MATERIALS PROVIDED —
//! Cross-module integration scenarios: a simulated CSMS on the other end
//! of the outbound channel drives `SessionManager`/`StationContext`
//! through full charging sessions, authorization caching, device-model
//! round trips, certificate signing, and concurrent station registration.

use std::sync::Arc;
use std::time::Duration;

use serde_json::json;
use tokio::sync::{mpsc, RwLock};
use tokio::time::timeout;

use ocpp_emulator::domain::auth_cache::{AuthCache, CachedOutcome};
use ocpp_emulator::domain::certificate::CertificateStore;
use ocpp_emulator::domain::connector::{Connector, ConnectorState};
use ocpp_emulator::domain::device_model::{AttributeType, DeviceModel, Mutability, VariableKey, VariableValue};
use ocpp_emulator::domain::frame::OcppFrame;
use ocpp_emulator::domain::ocpp::OcppVersion;
use ocpp_emulator::domain::pending::PendingRequestTable;
use ocpp_emulator::domain::station::StationConfig;
use ocpp_emulator::domain::transaction::{StopReason, TransactionId};
use ocpp_emulator::infrastructure::memory::InMemoryStationConfigRepository;
use ocpp_emulator::runtime::dispatcher::{dispatcher_for, v21::V21Dispatcher, InboundDispatcher, StationContext};
use ocpp_emulator::runtime::{create_event_bus, MessageLogger, SessionManager, StationManager};
use ocpp_emulator::support::ShutdownSignal;

fn test_ctx(connector_count: u32, version: OcppVersion) -> Arc<StationContext> {
    let connectors = (1..=connector_count).map(Connector::new).collect();
    Arc::new(StationContext {
        config: StationConfig::new("CP001", "ws://localhost:9000", version),
        connectors: RwLock::new(connectors),
        transactions: RwLock::new(Vec::new()),
        pending: Arc::new(PendingRequestTable::new()),
        auth_cache: AuthCache::new(Duration::from_secs(60)),
        device_model: DeviceModel::new(),
        certificates: CertificateStore::new(),
        outbound: RwLock::new(None),
        logger: Arc::new(MessageLogger::new(None)),
        shutdown: ShutdownSignal::new(),
    })
}

/// Resolve the next outgoing `Call` on `rx` against `pending`, as if a CSMS
/// had replied. Returns the action name so callers can assert on ordering.
async fn reply_next(
    rx: &mut mpsc::Receiver<String>,
    pending: &PendingRequestTable,
    payload: serde_json::Value,
) -> String {
    let raw = timeout(Duration::from_secs(1), rx.recv())
        .await
        .expect("CSMS reply timed out")
        .expect("outbound channel closed");
    let frame = OcppFrame::parse(&raw).unwrap();
    match frame {
        OcppFrame::Call { unique_id, action, .. } => {
            pending.resolve_result(&unique_id, payload);
            action
        }
        other => panic!("expected an outgoing Call, got {other:?}"),
    }
}

#[tokio::test]
async fn happy_path_charging_flow() {
    let ctx = test_ctx(1, OcppVersion::V16);
    let (tx, mut rx) = mpsc::channel(16);
    *ctx.outbound.write().await = Some(tx);
    let session = Arc::new(SessionManager::new(ctx.clone(), ShutdownSignal::new()));

    let pending = ctx.pending.clone();
    let csms = tokio::spawn(async move {
        let action = reply_next(&mut rx, &pending, json!({ "idTagInfo": { "status": "Accepted" } })).await;
        assert_eq!(action, "Authorize");
        let action = reply_next(
            &mut rx,
            &pending,
            json!({ "transactionId": 7001, "idTagInfo": { "status": "Accepted" } }),
        )
        .await;
        assert_eq!(action, "StartTransaction");
        rx
    });

    let transaction_id = session.start_charging(1, "USER001").await.unwrap();
    assert_eq!(transaction_id, TransactionId::Numeric(7001));

    {
        let connectors = ctx.connectors.read().await;
        assert_eq!(connectors[0].state, ConnectorState::Charging);
        assert_eq!(connectors[0].active_transaction, Some(TransactionId::Numeric(7001)));
    }

    let mut rx = csms.await.unwrap();
    let pending = ctx.pending.clone();
    let stop = tokio::spawn(async move {
        let action = reply_next(&mut rx, &pending, json!({})).await;
        assert_eq!(action, "StopTransaction");
        rx
    });

    session
        .stop_charging(1, StopReason::Local)
        .await
        .unwrap();
    let _rx = stop.await.unwrap();

    let connectors = ctx.connectors.read().await;
    assert_eq!(connectors[0].state, ConnectorState::Available);
    assert!(connectors[0].active_transaction.is_none());

    let transactions = ctx.transactions.read().await;
    let tx = transactions.iter().find(|t| t.id == TransactionId::Numeric(7001)).unwrap();
    assert!(!tx.is_active());
    assert!(tx.meter_stop_wh.is_some());
}

#[tokio::test]
async fn stopping_an_idle_connector_is_a_noop_error() {
    let ctx = test_ctx(1, OcppVersion::V16);
    let (tx, _rx) = mpsc::channel(16);
    *ctx.outbound.write().await = Some(tx);
    let session = Arc::new(SessionManager::new(ctx, ShutdownSignal::new()));

    let err = session.stop_charging(1, StopReason::Local).await.unwrap_err();
    assert!(matches!(
        err,
        ocpp_emulator::support::EmulatorError::State(
            ocpp_emulator::support::StateError::NoActiveTransaction(1)
        )
    ));
}

#[tokio::test]
async fn cached_rejection_skips_second_authorize_call() {
    let ctx = test_ctx(1, OcppVersion::V16);
    let (tx, mut rx) = mpsc::channel(16);
    *ctx.outbound.write().await = Some(tx);
    let session = Arc::new(SessionManager::new(ctx.clone(), ShutdownSignal::new()));

    let pending = ctx.pending.clone();
    let csms = tokio::spawn(async move {
        reply_next(&mut rx, &pending, json!({ "idTagInfo": { "status": "Invalid" } })).await;
        rx
    });

    let err = session.authorize("BADTAG").await.unwrap_err();
    assert!(matches!(
        err,
        ocpp_emulator::support::EmulatorError::Auth(ocpp_emulator::support::AuthError::AuthorizationRejected)
    ));
    let mut rx = csms.await.unwrap();

    // Second call within the TTL must not round-trip to the CSMS again.
    let err = session.authorize("BADTAG").await.unwrap_err();
    assert!(matches!(
        err,
        ocpp_emulator::support::EmulatorError::Auth(ocpp_emulator::support::AuthError::AuthorizationCachedReject)
    ));
    assert!(timeout(Duration::from_millis(100), rx.recv()).await.is_err());
}

#[tokio::test]
async fn get_variables_round_trip_for_declared_and_unknown() {
    let dispatcher = dispatcher_for(OcppVersion::V201);
    let ctx = test_ctx(1, OcppVersion::V201);
    ctx.device_model.declare(
        VariableKey::new("ChargingStation", "Model"),
        VariableValue::String("Emulator-X1".to_string()),
        Mutability::ReadOnly,
    );

    let result = dispatcher
        .dispatch(
            &ctx,
            "GetVariables",
            json!({
                "getVariableData": [{
                    "component": { "name": "ChargingStation" },
                    "variable": { "name": "Model" },
                }]
            }),
        )
        .await
        .unwrap();
    assert_eq!(result["getVariableResult"][0]["attributeStatus"], "Accepted");
    assert_eq!(result["getVariableResult"][0]["attributeValue"], "Emulator-X1");

    let result = dispatcher
        .dispatch(
            &ctx,
            "GetVariables",
            json!({
                "getVariableData": [{
                    "component": { "name": "ChargingStation" },
                    "variable": { "name": "SerialNumber" },
                }]
            }),
        )
        .await
        .unwrap();
    assert_eq!(result["getVariableResult"][0]["attributeStatus"], "UnknownComponent");
    assert!(result["getVariableResult"][0].get("attributeValue").is_none());
}

#[tokio::test]
async fn certificate_signed_accepts_only_matching_pending_csr() {
    let dispatcher = V21Dispatcher::new();
    let ctx = test_ctx(1, OcppVersion::V21);
    let csr_id = ctx.certificates.begin_csr("ChargingStationCertificate");
    assert!(ctx.certificates.is_csr_pending(&csr_id));

    let result = dispatcher
        .dispatch(
            &ctx,
            "CertificateSigned",
            json!({ "certificateChain": csr_id, "certificateType": "ChargingStationCertificate" }),
        )
        .await
        .unwrap();
    assert_eq!(result["status"], "Accepted");
    assert_eq!(ctx.certificates.count(), 1);

    let result = dispatcher
        .dispatch(
            &ctx,
            "CertificateSigned",
            json!({ "certificateChain": "unknown-csr-id", "certificateType": "ChargingStationCertificate" }),
        )
        .await
        .unwrap();
    assert_eq!(result["status"], "Rejected");
    assert_eq!(ctx.certificates.count(), 1);
}

#[tokio::test]
async fn concurrent_station_registration_and_lookup_does_not_deadlock() {
    let defaults = ocpp_emulator::config::EmulatorConfig::default();
    let manager = Arc::new(StationManager::new(
        Arc::new(MessageLogger::new(None)),
        create_event_bus(),
        defaults.reconnect,
        Arc::new(InMemoryStationConfigRepository::new()),
        defaults.global,
    ));

    let mut handles = Vec::new();
    for i in 0..10 {
        let manager = manager.clone();
        handles.push(tokio::spawn(async move {
            let id = format!("CP{:03}", i);
            manager.register(StationConfig::new(&id, "ws://localhost:9000", OcppVersion::V16));
            // Interleave registry lookups with further registrations, the
            // way concurrent admin calls would.
            let _ = manager.get(&id);
            let _ = manager.list_ids();
        }));
    }

    let result = timeout(Duration::from_secs(5), async {
        for h in handles {
            h.await.unwrap();
        }
    })
    .await;
    assert!(result.is_ok(), "registry operations deadlocked");
    assert_eq!(manager.list_ids().len(), 10);

    for i in 0..10 {
        let id = format!("CP{:03}", i);
        assert!(manager.get(&id).is_some());
        assert!(manager.stop(&id));
    }
    assert!(!manager.stop("does-not-exist"));
}

#[tokio::test]
async fn frame_codec_roundtrip_corpus() {
    let corpus = vec![
        OcppFrame::new_call("BootNotification", json!({ "chargePointVendor": "Acme", "chargePointModel": "X1" })),
        OcppFrame::new_call("Heartbeat", json!({})),
        OcppFrame::new_call(
            "MeterValues",
            json!({ "connectorId": 1, "meterValue": [{ "timestamp": "2026-01-01T00:00:00Z", "sampledValue": [] }] }),
        ),
        OcppFrame::CallResult {
            unique_id: "rt-1".to_string(),
            payload: json!({ "status": "Accepted", "interval": 300 }),
        },
        OcppFrame::error_response("rt-2", "NotSupported", "unsupported action"),
    ];

    for frame in corpus {
        let encoded = frame.serialize();
        let decoded = OcppFrame::parse(&encoded).unwrap();
        assert_eq!(decoded.unique_id(), frame.unique_id());
        assert_eq!(decoded.serialize(), encoded);
    }
}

WHAT THIS TASK INVOLVES — Take the lines from the first line of the records through the line holding "use tokio::time::timeout;", both included, and please reproduce them exactly with nothing added.

EXERCISE OUTPUT —
//! Cross-module integration scenarios: a simulated CSMS on the other end
//! of the outbound channel drives `SessionManager`/`StationContext`
//! through full charging sessions, authorization caching, device-model
//! round trips, certificate signing, and concurrent station registration.

use std::sync::Arc;
use std::time::Duration;

use serde_json::json;
use tokio::sync::{mpsc, RwLock};
use tokio::time::timeout;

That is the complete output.